In higher education too, the blended approach holds promise. India is the second largest country of origin for students taking MOOCs (massive open online courses, that bring world-class education remotely to millions) offered by Coursera and edX. The problem with MOOCs is few students stick with them: globally only 7% to 10% of students complete an MOOC class. Lack of interaction with peers, teachers, and facilitators is a major reason why. In response, assisted or facilitated MOOC models are emerging, in which students are required to listen to lectures online, but then attend classes, where professors use face-to-face time to discuss the material and work on problems. In some universities, HOOCs, or hybrid open online courses, allow online students to listen in on campus-based seminars and participate via Twitter.

Blended models for skills training are already in place and will gather momentum rapidly. Students at Anhanguera, a distance-learning programme for working adults in Brazil, and visit a learning centre one or two days each week to watch lectures via cable TV. Local teachers then lead the students through exercises and discussion. Students spend the rest of the week working online on their own. The company says it can offer courses for 60% less than the price of conventional training.

In the longer term, adaptive learning systems will make education much more tailored to each individual student. These systems use artificial intelligence to customize lessons that match the individual student’s progress. The online system assesses and analyses the student on a continuous basis and shapes learning content based on the assessment. Companies such as Knewton, CogBooks, Smart Sparrow, and Cerego have instituted adaptive learning systems at colleges and universities such as Arizona State University. Results are encouraging: adaptive learning courses have achieved double the pass rate and half the dropout rate in conventional programmes, in many cases.

Looking ahead, another transformational technology application will be immersive-learning software, capable of simulating the on-road experience as part of a driving lesson, for example, or the structure of matter for a physics lesson. Hospitals in the US and the UK already use dummies with sensors to teach nursing and surgical procedures.
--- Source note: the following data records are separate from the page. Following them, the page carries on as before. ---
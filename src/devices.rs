//! Camera discovery and default-device selection.
//!
//! Discovery never fails outright: every problem becomes a human-readable
//! message on the returned [`DeviceEnumeration`] and an empty device list.

use async_trait::async_trait;
use std::fmt;
use std::path::{Path, PathBuf};
use std::process::Stdio;
use thiserror::Error;
use tokio::process::Command;

/// Label keywords that identify a rear-facing camera.
const REAR_CAMERA_KEYWORDS: [&str; 3] = ["back", "rear", "environment"];

/// An available video input.
#[derive(Debug, Clone, PartialEq, Eq)]
pub struct CameraDevice {
    pub id: String,
    /// May be empty before camera permission is granted
    pub label: String,
}

impl CameraDevice {
    pub fn new(id: impl Into<String>, label: impl Into<String>) -> Self {
        Self {
            id: id.into(),
            label: label.into(),
        }
    }
}

impl fmt::Display for CameraDevice {
    fn fmt(&self, f: &mut fmt::Formatter<'_>) -> fmt::Result {
        if !self.label.is_empty() {
            return f.write_str(&self.label);
        }
        let chars: Vec<char> = self.id.chars().collect();
        let tail: String = chars[chars.len().saturating_sub(4)..].iter().collect();
        write!(f, "Camera {}", tail)
    }
}

/// Errors from a platform's media-device API.
#[derive(Debug, Error)]
pub enum DeviceError {
    #[error("Camera permission denied")]
    PermissionDenied,
    #[error("FFmpeg not found. Please install it to list cameras")]
    FfmpegNotFound,
    #[error("Failed to query cameras: {0}")]
    QueryFailed(String),
}

/// Platform camera API.
#[async_trait]
pub trait MediaDevices: Send + Sync {
    /// Whether the platform can enumerate devices at all.
    fn enumeration_supported(&self) -> bool {
        true
    }

    /// Briefly open any camera so device labels become visible, then release it.
    async fn request_permission(&self) -> Result<(), DeviceError>;

    async fn enumerate_video_inputs(&self) -> Result<Vec<CameraDevice>, DeviceError>;

    /// Whether the platform knows the torch constraint at all, independent of
    /// any particular device.
    fn supports_torch(&self) -> bool;
}

/// Outcome of one discovery pass.
#[derive(Debug, Clone, Default, PartialEq, Eq)]
pub struct DeviceEnumeration {
    pub devices: Vec<CameraDevice>,
    pub default_device: Option<String>,
    pub torch_supported: bool,
    pub error: Option<String>,
}

impl DeviceEnumeration {
    fn failed(message: impl Into<String>) -> Self {
        Self {
            error: Some(message.into()),
            ..Self::default()
        }
    }
}

/// Pick the camera to scan with: a rear-facing one by label, else the last
/// of several, else the only one.
pub fn select_default_device(devices: &[CameraDevice]) -> Option<&CameraDevice> {
    let rear = devices.iter().find(|d| {
        let label = d.label.to_lowercase();
        REAR_CAMERA_KEYWORDS.iter().any(|k| label.contains(k))
    });
    rear.or_else(|| {
        if devices.len() > 1 {
            devices.last()
        } else {
            devices.first()
        }
    })
}

/// Request permission, list cameras, choose a default and record torch support.
pub async fn discover(media: &dyn MediaDevices) -> DeviceEnumeration {
    if !media.enumeration_supported() {
        return DeviceEnumeration::failed("Camera enumeration not supported on this platform.");
    }

    if let Err(e) = media.request_permission().await {
        log::debug!("Camera permission not granted yet: {}", e);
    }

    let devices = match media.enumerate_video_inputs().await {
        Ok(devices) => devices,
        Err(e) => {
            log::warn!("Camera enumeration failed: {}", e);
            return DeviceEnumeration::failed(e.to_string());
        }
    };

    let torch_supported = media.supports_torch();
    if devices.is_empty() {
        return DeviceEnumeration {
            torch_supported,
            error: Some("No cameras detected.".to_string()),
            ..DeviceEnumeration::default()
        };
    }

    let default_device = select_default_device(&devices).map(|d| d.id.clone());
    DeviceEnumeration {
        devices,
        default_device,
        torch_supported,
        error: None,
    }
}

/// Linux cameras via the V4L2 sysfs tree.
#[derive(Debug, Clone)]
pub struct V4l2Devices {
    sysfs_root: PathBuf,
}

impl Default for V4l2Devices {
    fn default() -> Self {
        Self {
            sysfs_root: PathBuf::from("/sys/class/video4linux"),
        }
    }
}

impl V4l2Devices {
    /// Read devices from a different sysfs root (used by tests).
    pub fn with_root(root: impl Into<PathBuf>) -> Self {
        Self {
            sysfs_root: root.into(),
        }
    }
}

#[async_trait]
impl MediaDevices for V4l2Devices {
    async fn request_permission(&self) -> Result<(), DeviceError> {
        // V4L2 labels are readable without opening a stream.
        Ok(())
    }

    async fn enumerate_video_inputs(&self) -> Result<Vec<CameraDevice>, DeviceError> {
        read_v4l2_devices(&self.sysfs_root)
    }

    fn supports_torch(&self) -> bool {
        false
    }
}

/// List capture `videoN` entries under `root`, ordered by N.
///
/// UVC webcams expose a metadata node next to each capture node; only the
/// node with `index` 0 carries frames. A missing `index` counts as 0.
pub fn read_v4l2_devices(root: &Path) -> Result<Vec<CameraDevice>, DeviceError> {
    let entries = match std::fs::read_dir(root) {
        Ok(entries) => entries,
        Err(e) if e.kind() == std::io::ErrorKind::NotFound => return Ok(Vec::new()),
        Err(e) if e.kind() == std::io::ErrorKind::PermissionDenied => {
            return Err(DeviceError::PermissionDenied)
        }
        Err(e) => return Err(DeviceError::QueryFailed(e.to_string())),
    };

    let mut found: Vec<(u32, CameraDevice)> = entries
        .filter_map(Result::ok)
        .filter_map(|entry| {
            let node = entry.file_name().to_string_lossy().to_string();
            let index: u32 = node.strip_prefix("video")?.parse().ok()?;
            if !is_capture_node(&entry.path()) {
                log::debug!("skipping non-capture node {}", node);
                return None;
            }
            let label = std::fs::read_to_string(entry.path().join("name"))
                .map(|s| s.trim().to_string())
                .unwrap_or_default();
            Some((index, CameraDevice::new(format!("/dev/{}", node), label)))
        })
        .collect();
    found.sort_by_key(|(index, _)| *index);
    Ok(found.into_iter().map(|(_, device)| device).collect())
}

fn is_capture_node(node: &Path) -> bool {
    match std::fs::read_to_string(node.join("index")) {
        Ok(index) => index.trim() == "0",
        Err(_) => true,
    }
}

/// macOS cameras via FFmpeg's AVFoundation device listing.
#[derive(Debug, Clone, Default)]
pub struct AvFoundationDevices;

#[async_trait]
impl MediaDevices for AvFoundationDevices {
    async fn request_permission(&self) -> Result<(), DeviceError> {
        // Listing devices through AVFoundation triggers the permission prompt.
        run_avfoundation_listing().await.map(|_| ())
    }

    async fn enumerate_video_inputs(&self) -> Result<Vec<CameraDevice>, DeviceError> {
        let stderr = run_avfoundation_listing().await?;
        Ok(parse_avfoundation_video_devices(&stderr))
    }

    fn supports_torch(&self) -> bool {
        false
    }
}

async fn run_avfoundation_listing() -> Result<String, DeviceError> {
    let output = Command::new("ffmpeg")
        .args(["-f", "avfoundation", "-list_devices", "true", "-i", ""])
        .stdout(Stdio::piped())
        .stderr(Stdio::piped())
        .output()
        .await
        .map_err(|e| {
            if e.kind() == std::io::ErrorKind::NotFound {
                DeviceError::FfmpegNotFound
            } else {
                DeviceError::QueryFailed(format!("Failed to run ffmpeg: {}", e))
            }
        })?;
    // FFmpeg writes the device list to stderr
    Ok(String::from_utf8_lossy(&output.stderr).to_string())
}

/// Parse the video section of FFmpeg's AVFoundation device listing.
/// Screen-capture pseudo devices are skipped.
pub fn parse_avfoundation_video_devices(stderr: &str) -> Vec<CameraDevice> {
    let mut devices = Vec::new();
    let mut in_video_section = false;

    for line in stderr.lines() {
        if line.contains("AVFoundation video devices:") {
            in_video_section = true;
            continue;
        }
        if line.contains("AVFoundation audio devices:") {
            break;
        }
        if !in_video_section {
            continue;
        }
        if let Some((index, name)) = parse_device_line(line) {
            if !name.starts_with("Capture screen") {
                devices.push(CameraDevice::new(index.to_string(), name));
            }
        }
    }

    devices
}

/// Parse `[AVFoundation indev @ 0x...] [index] device name`.
fn parse_device_line(line: &str) -> Option<(usize, String)> {
    let bracket_idx = line.find("] [")?;
    let after_bracket = &line[bracket_idx + 3..];
    let close_bracket = after_bracket.find(']')?;
    let index: usize = after_bracket[..close_bracket].parse().ok()?;
    let name = after_bracket.get(close_bracket + 2..)?.trim().to_string();
    if name.is_empty() {
        return None;
    }
    Some((index, name))
}

/// The media-device backend for the current platform.
pub fn platform_devices() -> Box<dyn MediaDevices> {
    if cfg!(target_os = "macos") {
        Box::new(AvFoundationDevices)
    } else {
        Box::new(V4l2Devices::default())
    }
}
Realityworks and International Business Machines Corp. provide simulation modules, combining software and advanced robotics, in areas ranging from entrepreneurship to welding and even infant care. By 2025, these technologies could be widely used in India’s schools and colleges.

The higher educational attainment and job-specific skills that students would get with disruptive technologies could lead to immense productivity gains in India. McKinsey Global Institute estimates that if such approaches were adopted in India’s schools, colleges, and vocational training institutes, the incremental economic impact could be $60 billion to $90 billion per year by 2025. This value would be generated by the output of 14 million to 24 million additional workers with more years of formal education and 18 million to 33 million more workers with formal skills.
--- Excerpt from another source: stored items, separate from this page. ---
//! Configuration file handling for shop-scanner.
//!
//! Loads configuration from `~/.config/shop-scanner/config.toml` or a custom path.
//! Every timing heuristic of the keystroke-wedge detector lives here so it can be
//! recalibrated against real scanner hardware without a rebuild.

use serde::Deserialize;
use std::path::{Path, PathBuf};
use std::time::Duration;
use thiserror::Error;

/// Configuration file structure for shop-scanner.
#[derive(Debug, Clone, Deserialize, Default, PartialEq)]
pub struct Config {
    #[serde(default)]
    pub wedge: WedgeConfig,
    #[serde(default)]
    pub camera: CameraConfig,
    #[serde(default)]
    pub feedback: FeedbackConfig,
    #[serde(default)]
    pub focus: FocusConfig,
    #[serde(default)]
    pub scanner: ScannerConfig,
}

/// Tunables for HID keyboard-wedge detection.
#[derive(Debug, Clone, Deserialize, PartialEq)]
#[serde(default)]
pub struct WedgeConfig {
    /// Start with auto-detection armed
    pub enabled: bool,
    /// Largest gap between two characters of one burst
    pub inter_char_gap_ms: u64,
    /// Shortest burst accepted on Enter
    pub min_length: usize,
    /// Burst length accepted immediately without Enter
    pub max_length: usize,
    /// Floor of the Enter-completion time allowance
    pub min_window_ms: u64,
    /// Per-character share of the Enter-completion time allowance
    pub per_char_budget_ms: u64,
}

impl Default for WedgeConfig {
    fn default() -> Self {
        Self {
            enabled: true,
            inter_char_gap_ms: 60,
            min_length: 6,
            max_length: 48,
            min_window_ms: 300,
            per_char_budget_ms: 60,
        }
    }
}

impl WedgeConfig {
    pub fn inter_char_gap(&self) -> Duration {
        Duration::from_millis(self.inter_char_gap_ms)
    }

    /// Total time a burst of `len` characters may take from its first
    /// character to the terminating Enter.
    pub fn completion_allowance(&self, len: usize) -> Duration {
        let per_char = Duration::from_millis(self.per_char_budget_ms)
            .saturating_mul(u32::try_from(len).unwrap_or(u32::MAX));
        per_char.max(Duration::from_millis(self.min_window_ms))
    }
}

#[derive(Debug, Clone, Deserialize, PartialEq)]
#[serde(default)]
pub struct CameraConfig {
    /// Preferred device id; overrides the rear-camera default when present
    pub device: Option<String>,
    /// Frames per second requested from the decode engine
    pub fps: u32,
    /// Give up on a hung camera start after this long
    pub start_timeout_ms: Option<u64>,
}

impl Default for CameraConfig {
    fn default() -> Self {
        Self {
            device: None,
            fps: 12,
            start_timeout_ms: None,
        }
    }
}

impl CameraConfig {
    pub fn start_timeout(&self) -> Option<Duration> {
        self.start_timeout_ms.map(Duration::from_millis)
    }
}

#[derive(Debug, Clone, Deserialize, PartialEq)]
#[serde(default)]
pub struct FeedbackConfig {
    pub vibrate: bool,
    pub vibrate_ms: u64,
    pub tone: bool,
    pub tone_frequency_hz: f32,
    pub tone_duration_ms: u64,
    pub tone_gain: f32,
}

impl Default for FeedbackConfig {
    fn default() -> Self {
        Self {
            vibrate: true,
            vibrate_ms: 100,
            tone: true,
            tone_frequency_hz: 880.0,
            tone_duration_ms: 180,
            tone_gain: 0.1,
        }
    }
}

#[derive(Debug, Clone, Deserialize, PartialEq)]
#[serde(default)]
pub struct FocusConfig {
    pub refocus_interval_ms: u64,
}

impl Default for FocusConfig {
    fn default() -> Self {
        Self {
            refocus_interval_ms: 2000,
        }
    }
}

impl FocusConfig {
    pub fn refocus_interval(&self) -> Duration {
        Duration::from_millis(self.refocus_interval_ms)
    }
}

#[derive(Debug, Clone, Deserialize, Default, PartialEq)]
#[serde(default)]
pub struct ScannerConfig {
    /// Drop keyboard-wedge completions while the camera is scanning
    pub exclusive_channels: bool,
}

impl Config {
    /// Load configuration from a file path.
    /// Returns default config if the file doesn't exist.
    /// Returns an error if the file exists but cannot be parsed or holds invalid values.
    pub fn load(path: Option<&Path>) -> Result<Self, ConfigError> {
        let path = path.map(PathBuf::from).unwrap_or_else(default_path);

        if !path.exists() {
            return Ok(Config::default());
        }

        let content = std::fs::read_to_string(&path).map_err(|e| ConfigError::IoError {
            path: path.clone(),
            source: e,
        })?;
        let config: Config = toml::from_str(&content).map_err(|e| ConfigError::ParseError {
            path: path.clone(),
            source: e,
        })?;
        config
            .validate()
            .map_err(|reason| ConfigError::Invalid { path, reason })?;
        Ok(config)
    }

    /// Check value ranges that serde cannot express.
    pub fn validate(&self) -> Result<(), String> {
        let w = &self.wedge;
        if w.min_length == 0 {
            return Err("wedge.min_length must be at least 1".to_string());
        }
        if w.max_length < w.min_length {
            return Err(format!(
                "wedge.max_length ({}) must not be below wedge.min_length ({})",
                w.max_length, w.min_length
            ));
        }
        if w.inter_char_gap_ms == 0 {
            return Err("wedge.inter_char_gap_ms must be greater than 0".to_string());
        }
        if self.focus.refocus_interval_ms == 0 {
            return Err("focus.refocus_interval_ms must be greater than 0".to_string());
        }
        if self.camera.fps == 0 {
            return Err("camera.fps must be greater than 0".to_string());
        }
        if !(0.0..=1.0).contains(&self.feedback.tone_gain) {
            return Err(format!(
                "feedback.tone_gain must be between 0.0 and 1.0, got {}",
                self.feedback.tone_gain
            ));
        }
        Ok(())
    }
}

/// Errors that can occur when loading configuration.
#[derive(Debug, Error)]
pub enum ConfigError {
    #[error("Failed to read config file '{}': {source}", path.display())]
    IoError {
        path: PathBuf,
        source: std::io::Error,
    },
    #[error("Failed to parse config file '{}': {source}", path.display())]
    ParseError {
        path: PathBuf,
        source: toml::de::Error,
    },
    #[error("Invalid config file '{}': {reason}", path.display())]
    Invalid { path: PathBuf, reason: String },
}

/// Get the default config file path.
pub fn default_path() -> PathBuf {
    dirs::config_dir()
        .map(|d| d.join("shop-scanner").join("config.toml"))
        .unwrap_or_else(|| {
            let home = std::env::var("HOME").unwrap_or_else(|_| ".".to_string());
            PathBuf::from(home).join(".config/shop-scanner/config.toml")
        })
}

/// Commented default file written by `config init`.
pub const DEFAULT_CONFIG_TOML: &str = r#"# shop-scanner configuration

[wedge]
# Detect HID keyboard-wedge scanners from global keystrokes
enabled = true
# Characters further apart than this start a new burst
inter_char_gap_ms = 60
# Shortest burst accepted when Enter arrives
min_length = 6
# Bursts reaching this length complete without Enter
max_length = 48
# Enter must arrive within max(min_window_ms, length * per_char_budget_ms)
min_window_ms = 300
per_char_budget_ms = 60

[camera]
# Preferred device id (default: rear-facing camera, else the last one)
# device = "/dev/video0"
fps = 12
# Abort a hung camera start (default: wait indefinitely)
# start_timeout_ms = 10000

[feedback]
vibrate = true
vibrate_ms = 100
tone = true
tone_frequency_hz = 880.0
tone_duration_ms = 180
tone_gain = 0.1

[focus]
refocus_interval_ms = 2000

[scanner]
# Ignore keyboard-wedge scans while the camera is scanning
exclusive_channels = false
"#;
The enthusiasm about using technology in education is high, but one critical barrier is the limited flexibility that schools and colleges have to innovate. Government guidelines and rules for curriculum, administration and assessment tend to be rigid, while school staff members have limited technology capabilities and capacity for change. Bringing broadband and e-books into India’s schools will not automatically change traditional teaching and school administration methods. The government urgently needs non-governmental organisations, foundations, and technology companies to help reinvent education—from core content and instruction, to student and teacher tracking and school or college administration.